O tempo de se viver


O tema é bastante difícil, mas necessário que seja encarado e discutido: até quando temos o direito de prorrogar a vida, especialmente quando o paciente é idoso e seu quadro não demonstra qualquer chance de reversão? Foi o questionamento que me fiz ao ouvir, recentemente, depoimentos de pessoas hospitalizadas em situação crítica e que foram conduzidas a Unidades de Tratamento Intensivo – UTIs – para minorar seu sofrimento. Registraram nunca terem passado por uma experiência “de tanta solidão”, preferindo ficar onde tivessem o acompanhamento de familiares e amigos, mesmo com a perda da qualidade de tratamento.

Olho no olho com quem os acompanhou até o final, dei-me conta de que não há como estabelecer regras: a única que pode vigorar é a do bom senso, unida com as regras que o próprio coração consegue discernir. Este mesmo olhar que, tendo contemplado a dor, também é capaz de encarar amigos e familiares, depois da partida, e dizer: “fiz o que foi possível, agora está com Deus!”.

Confesso que, nestes momentos, penso mais naqueles que ficam do que nos que partem. Minha presença é sempre a vontade de dizer: “estou aqui, contigo, para o que der e vier”. Mais nada: solidário num momento de passagem - necessário, dolorido - que não precisa ser exacerbado por aqueles que fazem questão de, vendo uma ferida aberta, aprofundá-la ainda mais, por gestos, palavras e olhares.

Fico pensando naqueles que já partiram das minhas relações e sinto pena de que, em alguns casos, não tenha estado ao lado para pegar sua mão e dizer: “vai em paz, não estás nos deixando, apenas vais nos aguardar num lugar diferente, melhor”.

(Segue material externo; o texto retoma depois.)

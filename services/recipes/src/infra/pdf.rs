use std::collections::BTreeMap;

use anyhow::Context as _;
use lopdf::content::{Content, Operation};
use lopdf::{Document, Object, ObjectId, Stream, StringFormat, dictionary};
use ttf_parser::{Face, GlyphId};

use crate::domain::repository::ShoppingListRenderer;
use crate::domain::shopping_list::{LaidOutPage, PageLayout, PlacedLine, paginate};
use crate::domain::types::ShoppingListRow;
use crate::error::RecipesServiceError;

const FONT_RESOURCE: &str = "F1";
const FONT_NAME: &str = "DejaVuSans";
static FONT_DATA: &[u8] = include_bytes!("../../assets/fonts/DejaVuSans.ttf");

/// Draws shopping lists as PDF with an embedded DejaVu Sans, so ingredient
/// names in any script the font covers come out as real text.
#[derive(Debug, Clone, Copy, Default)]
pub struct PdfShoppingListRenderer {
    pub layout: PageLayout,
}

impl ShoppingListRenderer for PdfShoppingListRenderer {
    fn render(&self, rows: &[ShoppingListRow]) -> Result<Vec<u8>, RecipesServiceError> {
        let pages = paginate(rows, &self.layout);
        let mut font = EmbeddedFont::load()?;

        let mut doc = Document::with_version("1.5");
        let pages_id = doc.new_object_id();
        let font_id = doc.new_object_id();
        let resources_id = doc.add_object(dictionary! {
            "Font" => dictionary! {
                FONT_RESOURCE => font_id,
            },
        });

        let mut kids: Vec<Object> = Vec::with_capacity(pages.len());
        for page in &pages {
            let content = page_content(page, &self.layout, &mut font)
                .encode()
                .context("encode shopping list page")?;
            let content_id = doc.add_object(Stream::new(dictionary! {}, content));
            let page_id = doc.add_object(dictionary! {
                "Type" => "Page",
                "Parent" => pages_id,
                "Contents" => content_id,
            });
            kids.push(page_id.into());
        }
        font.write(&mut doc, font_id);

        let count = kids.len() as i64;
        doc.objects.insert(
            pages_id,
            Object::Dictionary(dictionary! {
                "Type" => "Pages",
                "Kids" => kids,
                "Count" => count,
                "Resources" => resources_id,
                "MediaBox" => vec![
                    0.into(),
                    0.into(),
                    self.layout.width.into(),
                    self.layout.height.into(),
                ],
            }),
        );
        let catalog_id = doc.add_object(dictionary! {
            "Type" => "Catalog",
            "Pages" => pages_id,
        });
        doc.trailer.set("Root", catalog_id);
        doc.compress();

        let mut buffer = Vec::new();
        doc.save_to(&mut buffer)
            .context("write shopping list pdf")?;
        Ok(buffer)
    }
}

/// Every page sets its own font, so pages render independently.
fn page_content(
    page: &LaidOutPage,
    layout: &PageLayout,
    font: &mut EmbeddedFont,
) -> Content {
    let mut operations = Vec::new();
    if let Some(title) = &page.title {
        push_line(&mut operations, title, layout.title_size, font);
    }
    for line in &page.rows {
        push_line(&mut operations, line, layout.row_size, font);
    }
    Content { operations }
}

fn push_line(
    operations: &mut Vec<Operation>,
    line: &PlacedLine,
    size: f32,
    font: &mut EmbeddedFont,
) {
    operations.push(Operation::new("BT", vec![]));
    operations.push(Operation::new(
        "Tf",
        vec![FONT_RESOURCE.into(), size.into()],
    ));
    operations.push(Operation::new("Td", vec![line.x.into(), line.y.into()]));
    operations.push(Operation::new(
        "Tj",
        vec![Object::String(font.encode(&line.text), StringFormat::Hexadecimal)],
    ));
    operations.push(Operation::new("ET", vec![]));
}

/// TrueType font shown through an `Identity-H` Type0 font: text is written as
/// two-byte glyph ids and a ToUnicode map turns them back into characters.
struct EmbeddedFont {
    face: Face<'static>,
    /// Glyphs drawn so far, with the character each one stands for.
    used: BTreeMap<u16, char>,
}

impl EmbeddedFont {
    fn load() -> Result<Self, RecipesServiceError> {
        let face = Face::parse(FONT_DATA, 0).context("parse embedded font")?;
        Ok(Self {
            face,
            used: BTreeMap::new(),
        })
    }

    /// Big-endian glyph ids for `text`. Characters without a glyph map to
    /// `.notdef` (glyph 0).
    fn encode(&mut self, text: &str) -> Vec<u8> {
        let mut bytes = Vec::with_capacity(text.len() * 2);
        for c in text.chars() {
            let GlyphId(gid) = self.face.glyph_index(c).unwrap_or(GlyphId(0));
            if gid != 0 {
                self.used.entry(gid).or_insert(c);
            }
            bytes.extend_from_slice(&gid.to_be_bytes());
        }
        bytes
    }

    /// Font units to PDF glyph space (1000 per em).
    fn scale(&self, units: impl Into<f32>) -> i64 {
        let per_em = f32::from(self.face.units_per_em().max(1));
        (units.into() * 1000.0 / per_em).round() as i64
    }

    fn advance(&self, gid: u16) -> i64 {
        self.scale(self.face.glyph_hor_advance(GlyphId(gid)).unwrap_or_default())
    }

    /// Store the font program and its dictionaries, with the Type0 font at `font_id`.
    fn write(self, doc: &mut Document, font_id: ObjectId) {
        let bbox = self.face.global_bounding_box();
        let ascent = self.scale(self.face.ascender());
        let file_id = doc.add_object(Stream::new(
            dictionary! { "Length1" => FONT_DATA.len() as i64 },
            FONT_DATA.to_vec(),
        ));
        let descriptor_id = doc.add_object(dictionary! {
            "Type" => "FontDescriptor",
            "FontName" => FONT_NAME,
            "Flags" => 32,
            "FontBBox" => vec![
                self.scale(bbox.x_min).into(),
                self.scale(bbox.y_min).into(),
                self.scale(bbox.x_max).into(),
                self.scale(bbox.y_max).into(),
            ],
            "ItalicAngle" => 0,
            "Ascent" => ascent,
            "Descent" => self.scale(self.face.descender()),
            "CapHeight" => self.face.capital_height().map_or(ascent, |h| self.scale(h)),
            "StemV" => 80,
            "FontFile2" => file_id,
        });

        let mut widths: Vec<Object> = Vec::with_capacity(self.used.len() * 2);
        for &gid in self.used.keys() {
            widths.push(i64::from(gid).into());
            widths.push(Object::Array(vec![self.advance(gid).into()]));
        }
        let descendant_id = doc.add_object(dictionary! {
            "Type" => "Font",
            "Subtype" => "CIDFontType2",
            "BaseFont" => FONT_NAME,
            "CIDSystemInfo" => dictionary! {
                "Registry" => Object::string_literal("Adobe"),
                "Ordering" => Object::string_literal("Identity"),
                "Supplement" => 0,
            },
            "FontDescriptor" => descriptor_id,
            "W" => widths,
            "CIDToGIDMap" => "Identity",
        });

        let to_unicode_id = doc.add_object(Stream::new(
            dictionary! {},
            to_unicode_cmap(&self.used).into_bytes(),
        ));
        doc.objects.insert(
            font_id,
            Object::Dictionary(dictionary! {
                "Type" => "Font",
                "Subtype" => "Type0",
                "BaseFont" => FONT_NAME,
                "Encoding" => "Identity-H",
                "DescendantFonts" => vec![descendant_id.into()],
                "ToUnicode" => to_unicode_id,
            }),
        );
    }
}

/// CMap from two-byte glyph ids back to UTF-16, in `bfchar` blocks of at
/// most 100 entries.
fn to_unicode_cmap(used: &BTreeMap<u16, char>) -> String {
    let mut cmap = String::from(
        "/CIDInit /ProcSet findresource begin\n\
         12 dict begin\n\
         begincmap\n\
         /CIDSystemInfo << /Registry (Adobe) /Ordering (UCS) /Supplement 0 >> def\n\
         /CMapName /Adobe-Identity-UCS def\n\
         /CMapType 2 def\n\
         1 begincodespacerange\n\
         <0000> <FFFF>\n\
         endcodespacerange\n",
    );
    let entries: Vec<(&u16, &char)> = used.iter().collect();
    for block in entries.chunks(100) {
        cmap.push_str(&format!("{} beginbfchar\n", block.len()));
        for (gid, c) in block {
            let mut units = [0u16; 2];
            let target: String = c
                .encode_utf16(&mut units)
                .iter()
                .map(|unit| format!("{unit:04X}"))
                .collect();
            cmap.push_str(&format!("<{gid:04X}> <{target}>\n"));
        }
        cmap.push_str("endbfchar\n");
    }
    cmap.push_str(
        "endcmap\n\
         CMapName currentdict /CMap defineresource pop\n\
         end\n\
         end\n",
    );
    cmap
}
use sea_orm::entity::prelude::*;

/// User profile. Credentials live with the gateway, not here.
#[derive(Clone, Debug, PartialEq, Eq, DeriveEntityModel)]
#[sea_orm(table_name = "users")]
pub struct Model {
    #[sea_orm(primary_key)]
    pub id: i32,
    #[sea_orm(unique)]
    pub email: String,
    #[sea_orm(unique)]
    pub username: String,
    pub first_name: String,
    pub last_name: String,
    /// Media key of the uploaded avatar, relative to the media root.
    pub avatar: Option<String>,
    pub date_joined: chrono::DateTime<chrono::Utc>,
}

#[derive(Copy, Clone, Debug, EnumIter, DeriveRelation)]
pub enum Relation {
    #[sea_orm(has_many = "super::recipes::Entity")]
    Recipes,
    #[sea_orm(has_many = "super::favorites::Entity")]
    Favorites,
    #[sea_orm(has_many = "super::shopping_carts::Entity")]
    ShoppingCarts,
}

impl Related<super::recipes::Entity> for Entity {
    fn to() -> RelationDef {
        Relation::Recipes.def()
    }
}

impl Related<super::favorites::Entity> for Entity {
    fn to() -> RelationDef {
        Relation::Favorites.def()
    }
}

impl Related<super::shopping_carts::Entity> for Entity {
    fn to() -> RelationDef {
        Relation::ShoppingCarts.def()
    }
}

impl ActiveModelBehavior for ActiveModel {}
//! Auth types shared across Foodgram services.
//!
//! Credentials are verified by the gateway; services only read the identity it
//! injects.

pub mod identity;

Foi o que me animei a fazer quando acompanhei a tia Toninha. Como minha prima Leli não pode estar presente, segurei sua mão e disse que ali não estava sozinho, mas trazia o carinho e o desejo da filha de que partisse em paz. Foi reconfortante, porque senti que éramos três fazendo uma despedida! A mesma experiência que me contou a Pininha, quando acompanhou um amigo até a última morada. Toda a sua tristeza e lágrimas sumiram quando sentiu a serenidade com que partia aquele que tanto amara.

Nos momentos em que se vive com alguém num leito de doença e este acaba nos faltando, o maior consolo vem da fé - não importando qual seja - porque pode haver dor e sofrimento, mas não há desespero e agonia. Há a certeza de uma luz que chega capaz de iniciar a regeneração da ferida causada pela perda.